Последний месяц не до концертов, по-настоящему хожу на работу. К концу проекта стали получаться интересные результаты, рисую огромные таблицы, собираю по дружественным учреждениям образцы с подходящими мутациями. Похоже, правда кое-что нашли. Один из образцов я раскопала в нашем отделе диагностики, 1995 года! Никаких данных о пациенте не сохранилось, только мутация, даже способ, которым был получен материал, неизвестен. Чтобы понять, как им пользоваться, после трех месяцев давления на врачей пришлось вызванивать прежнюю лаборантку на пенсии, некую Козетту. В той же коробке остались еще десятки образцов, у которых даже мутации пациентов неизвестны. Так проходит людская слава...
В Руане холодно, по утрам лужицы у бюрдюров стекленеют. Если не включать отопление на кухне, заставить себя умыться невозможно. Если включать, за два месяца получается две сотни евро. Телефон звонит все реже, все привыкли - работаю. Но двое выходных подряд в Париже согрели так, что ни о чем таком и не думаешь. Любишь эти хитрые морды, ждешь следующих.
В этот последний месяц у меня квартира в Латинском квартале, ключ всегда со мной, знак ценнейшей дружбы. Приезжаешь в Париж, в булочной на Муффтаре крамболь с вишней, телефон сразу начинает звонить. Были еще раз на концерте бразильского шоро 30-х годов, наконец, запомнила, что горбоносый франкоговорящий саксофонист, друг нашего саксофониста - грек. Прижавшись друг к дружке вчетвером, смотрели ночью страшный фильм. Про мальчика-робота, которого не любила мама. Была на творческом вечере Шендеровича - выступал он в набитом битком зале протестантской церкви все в том же Латинском квартале. Продавала его книжки по 25 евро, народ брал. Даже француз один купил!, правда, спросил, что это за стиль. Там же на концерте узнала, что брат-близнец моего Шелдона попадал под машину и ломал лапку, собрать кости и скрепить три сложных перелома платиновыми винтиками обошлось в две тысячи евро (а ты говоришь - корм дорогой покупаешь).
Прилетал муж моей сестры из Нью-Йорка, ходили во "французский ресторан". Средневековый подвал, Кристос с аппетитом поглощает лягушек и улиток. На улицах все вертел головой и говорил - не могу понять, почему здесь столько людей в Макдональдсах... Потом мы разыскивали моих знакомых - сначала в 20ом районе, потом в 11ом, каким-то образом разбухнув до трех машин. Почему-то все позвали своих друзей, и нас получилось три подружки и девять парней. Парни нервно дышали нам в затылки (мы все время покидали заведения, куда они стремились зайти).
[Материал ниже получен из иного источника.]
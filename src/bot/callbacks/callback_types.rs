//! Typed callback data for inline keyboards
//!
//! Every button carries a [`CallbackAction`] encoded as colon-separated fields.
//! Telegram caps callback data at 64 bytes. Tracking numbers are at most 50
//! characters, page numbers stop at [`MAX_PAGE`] and search queries are
//! truncated, which keeps `do:{code}:{page}:{tn}` within the limit.

use std::fmt;
use std::str::FromStr;

use crate::shipments::SelectionSet;

/// Telegram's limit on callback data
pub const MAX_CALLBACK_DATA_LEN: usize = 64;
/// Longest search query carried in a pagination button, in bytes
pub const MAX_QUERY_IN_CALLBACK: usize = 32;
/// Highest page a button can point at; three digits keep picks under the cap
pub const MAX_PAGE: u32 = 999;

/// Which operation a shipment picker leads to
#[derive(Debug, Clone, Copy, PartialEq, Eq, Hash)]
pub enum MenuPurpose {
    View,
    Update,
    Delete,
    BatchDelete,
    Broadcast,
    ToggleEmail,
    Pause,
    Resume,
    SetSpeed,
    GetSpeed,
    BulkPause,
    BulkResume,
    SetWebhook,
    TestWebhook,
    Notify,
}

impl MenuPurpose {
    pub const ALL: [MenuPurpose; 15] = [
        MenuPurpose::View,
        MenuPurpose::Update,
        MenuPurpose::Delete,
        MenuPurpose::BatchDelete,
        MenuPurpose::Broadcast,
        MenuPurpose::ToggleEmail,
        MenuPurpose::Pause,
        MenuPurpose::Resume,
        MenuPurpose::SetSpeed,
        MenuPurpose::GetSpeed,
        MenuPurpose::BulkPause,
        MenuPurpose::BulkResume,
        MenuPurpose::SetWebhook,
        MenuPurpose::TestWebhook,
        MenuPurpose::Notify,
    ];

    pub fn code(self) -> &'static str {
        match self {
            MenuPurpose::View => "view",
            MenuPurpose::Update => "upd",
            MenuPurpose::Delete => "del",
            MenuPurpose::BatchDelete => "bdel",
            MenuPurpose::Broadcast => "bcast",
            MenuPurpose::ToggleEmail => "email",
            MenuPurpose::Pause => "pause",
            MenuPurpose::Resume => "resume",
            MenuPurpose::SetSpeed => "speed",
            MenuPurpose::GetSpeed => "getspd",
            MenuPurpose::BulkPause => "bpause",
            MenuPurpose::BulkResume => "bres",
            MenuPurpose::SetWebhook => "hook",
            MenuPurpose::TestWebhook => "thook",
            MenuPurpose::Notify => "notify",
        }
    }

    pub fn from_code(code: &str) -> Option<Self> {
        Self::ALL.into_iter().find(|p| p.code() == code)
    }

    /// Heading shown above the picker
    pub fn prompt(self) -> &'static str {
        match self {
            MenuPurpose::View => "Select a shipment to view",
            MenuPurpose::Update => "Select a shipment to update",
            MenuPurpose::Delete => "Select a shipment to delete",
            MenuPurpose::BatchDelete => "Select shipments to delete",
            MenuPurpose::Broadcast => "Select a shipment to broadcast",
            MenuPurpose::ToggleEmail => "Select a shipment to toggle email notifications",
            MenuPurpose::Pause => "Select a shipment to pause",
            MenuPurpose::Resume => "Select a shipment to resume",
            MenuPurpose::SetSpeed => "Select a shipment to set simulation speed",
            MenuPurpose::GetSpeed => "Select a shipment to view simulation speed",
            MenuPurpose::BulkPause => "Select shipments to pause",
            MenuPurpose::BulkResume => "Select shipments to resume",
            MenuPurpose::SetWebhook => "Select a shipment to set webhook",
            MenuPurpose::TestWebhook => "Select a shipment to test webhook",
            MenuPurpose::Notify => "Select a shipment to notify",
        }
    }

    /// Multi-select pickers keep a per-chat selection set.
    pub fn selection_set(self) -> Option<SelectionSet> {
        match self {
            MenuPurpose::BatchDelete => Some(SelectionSet::BatchDelete),
            MenuPurpose::BulkPause => Some(SelectionSet::BulkPause),
            MenuPurpose::BulkResume => Some(SelectionSet::BulkResume),
            _ => None,
        }
    }
}

fn selection_code(set: SelectionSet) -> &'static str {
    match set {
        SelectionSet::BatchDelete => "bdel",
        SelectionSet::BulkPause => "bpause",
        SelectionSet::BulkResume => "bres",
    }
}

fn selection_from_code(code: &str) -> Option<SelectionSet> {
    match code {
        "bdel" => Some(SelectionSet::BatchDelete),
        "bpause" => Some(SelectionSet::BulkPause),
        "bres" => Some(SelectionSet::BulkResume),
        _ => None,
    }
}

/// An inline-button action with its payload
#[derive(Debug, Clone, PartialEq)]
pub enum CallbackAction {
    MainMenu { page: u32 },
    GenerateId,
    AddShipment,
    Settings,
    Help,
    Cancel,
    BulkMenu { page: u32 },
    Picker { purpose: MenuPurpose, page: u32 },
    Pick {
        purpose: MenuPurpose,
        tracking_number: String,
        page: u32,
    },
    ConfirmSelection { set: SelectionSet, page: u32 },
    SendEmail { tracking_number: String },
    SendWebhook { tracking_number: String },
    ListActive { page: u32 },
    ListPaused { page: u32 },
    Search { query: String, page: u32 },
}

/// Search query as it travels in pagination buttons.
pub fn truncate_query(query: &str) -> &str {
    truncate_bytes(query, MAX_QUERY_IN_CALLBACK)
}

/// Keep at most `max` bytes of `s` without splitting a character.
fn truncate_bytes(s: &str, max: usize) -> &str {
    if s.len() <= max {
        return s;
    }
    let mut end = max;
    while !s.is_char_boundary(end) {
        end -= 1;
    }
    &s[..end]
}

impl CallbackAction {
    /// Wire form placed in `callback_data`
    pub fn to_data(&self) -> String {
        let clamp = |page: &u32| (*page).min(MAX_PAGE);
        match self {
            CallbackAction::MainMenu { page } => format!("menu:{}", clamp(page)),
            CallbackAction::GenerateId => "gen_id".to_string(),
            CallbackAction::AddShipment => "add".to_string(),
            CallbackAction::Settings => "settings".to_string(),
            CallbackAction::Help => "help".to_string(),
            CallbackAction::Cancel => "cancel".to_string(),
            CallbackAction::BulkMenu { page } => format!("bulk:{}", clamp(page)),
            CallbackAction::Picker { purpose, page } => {
                format!("pick:{}:{}", purpose.code(), clamp(page))
            }
            CallbackAction::Pick {
                purpose,
                tracking_number,
                page,
            } => format!("do:{}:{}:{}", purpose.code(), clamp(page), tracking_number),
            CallbackAction::ConfirmSelection { set, page } => {
                format!("confirm:{}:{}", selection_code(*set), clamp(page))
            }
            CallbackAction::SendEmail { tracking_number } => format!("send_email:{}", tracking_number),
            CallbackAction::SendWebhook { tracking_number } => {
                format!("send_hook:{}", tracking_number)
            }
            CallbackAction::ListActive { page } => format!("active:{}", clamp(page)),
            CallbackAction::ListPaused { page } => format!("paused:{}", clamp(page)),
            CallbackAction::Search { query, page } => format!(
                "search:{}:{}",
                clamp(page),
                truncate_query(query)
            ),
        }
    }
}

impl fmt::Display for CallbackAction {
    fn fmt(&self, f: &mut fmt::Formatter<'_>) -> fmt::Result {
        f.write_str(&self.to_data())
    }
}

/// Callback data that matches no known action
#[derive(Debug, Clone, PartialEq, Eq)]
pub struct InvalidCallback(pub String);

impl fmt::Display for InvalidCallback {
    fn fmt(&self, f: &mut fmt::Formatter<'_>) -> fmt::Result {
        write!(f, "invalid callback data: {}", self.0)
    }
}

impl std::error::Error for InvalidCallback {}

fn parse_page(raw: &str) -> Option<u32> {
    raw.parse::<u32>()
        .ok()
        .filter(|p| (1..=MAX_PAGE).contains(p))
}

impl FromStr for CallbackAction {
    type Err = InvalidCallback;

    fn from_str(data: &str) -> Result<Self, Self::Err> {
        let invalid = || InvalidCallback(data.to_string());
        let (tag, rest) = data.split_once(':').unwrap_or((data, ""));

        let action = match tag {
            "gen_id" if rest.is_empty() => CallbackAction::GenerateId,
            "add" if rest.is_empty() => CallbackAction::AddShipment,
            "settings" if rest.is_empty() => CallbackAction::Settings,
            "help" if rest.is_empty() => CallbackAction::Help,
            "cancel" if rest.is_empty() => CallbackAction::Cancel,
            "menu" => CallbackAction::MainMenu {
                page: parse_page(rest).ok_or_else(invalid)?,
            },
            "bulk" => CallbackAction::BulkMenu {
                page: parse_page(rest).ok_or_else(invalid)?,
            },
            "active" => CallbackAction::ListActive {
                page: parse_page(rest).ok_or_else(invalid)?,
            },
            "paused" => CallbackAction::ListPaused {
                page: parse_page(rest).ok_or_else(invalid)?,
            },
            "pick" => {
                let (code, page) = rest.split_once(':').ok_or_else(invalid)?;
                CallbackAction::Picker {
                    purpose: MenuPurpose::from_code(code).ok_or_else(invalid)?,
                    page: parse_page(page).ok_or_else(invalid)?,
                }
            }
            "do" => {
                let mut fields = rest.splitn(3, ':');
                let purpose = fields
                    .next()
                    .and_then(MenuPurpose::from_code)
                    .ok_or_else(invalid)?;
                let page = fields.next().and_then(parse_page).ok_or_else(invalid)?;
                let tracking_number = fields.next().filter(|tn| !tn.is_empty()).ok_or_else(invalid)?;
                CallbackAction::Pick {
                    purpose,
                    tracking_number: tracking_number.to_string(),
                    page,
                }
            }
            "confirm" => {
                let (code, page) = rest.split_once(':').ok_or_else(invalid)?;
                CallbackAction::ConfirmSelection {
                    set: selection_from_code(code).ok_or_else(invalid)?,
                    page: parse_page(page).ok_or_else(invalid)?,
                }
            }
            "send_email" if !rest.is_empty() => CallbackAction::SendEmail {
                tracking_number: rest.to_string(),
            },
            "send_hook" if !rest.is_empty() => CallbackAction::SendWebhook {
                tracking_number: rest.to_string(),
            },
            "search" => {
                let (page, query) = rest.split_once(':').ok_or_else(invalid)?;
                CallbackAction::Search {
                    query: query.to_string(),
                    page: parse_page(page).ok_or_else(invalid)?,
                }
            }
            _ => return Err(invalid()),
        };
        Ok(action)
    }
}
Французы и русские не подружились, французы пытались утащить нас кто танцевать, кто к себе на квартиру, русские просто ухмылялись и следовали за компанией. Ужасная ситуация, надо выцарапывать своего и избавляться от остальных, а вежливого способа сделать это нет. "Остальные" все понимают, но не отстают, терпеливо перепарковываются три раза, пока мы меняем места локализации. Чувствуешь себя розовым бутоном в расцвете пубертата. Отправились в джазовый клуб на джем!, сдвоили следы, часть преследователей этого не выдержала, часть осталась и надеялась. С джема ушли с двумя нашими музыкантами и французом, который прекрасно говорил по-русски и которого было жальче всех - он вообще думал, что мои подружки пригласили его поужинать втроем. После такого странного клаббинга в своих вцепляешься еще крепче, и даже страшных фильмов не надо, чтобы сидеть вместе всю ночь. Эти свои, эти родные, хочется их обнимать и чтобы никогда ничего не пришлось делить.
На третий парижский день я про Руан забываю совершенно, снова звонят - один мой друг (хозяин гостиницы в Жизоре и отличный фотограф) на семнадцатиместном микроавтобусе проезжает мимо, к другому (тоже молекулярному биологу) приехала мама и давайте выпьем чаю. Музыканта отпускать не хочется, там такие карие глаза, что со всеми бы знакомила и знакомила. Как потом объяснять в Бразилии, что в Париже мне нравился не Париж? Отсыпаешься, утром ходишь по скрипучему паркету, пьешь чай, Латинский квартал, поезд в Руан, я снова иду на работу среди фахверковых домов и вполне себе житель Нормандии. РНК, мутации, полимеразная цепная реакция. Иногда мне кажется, что я живу десять жизней одновременно.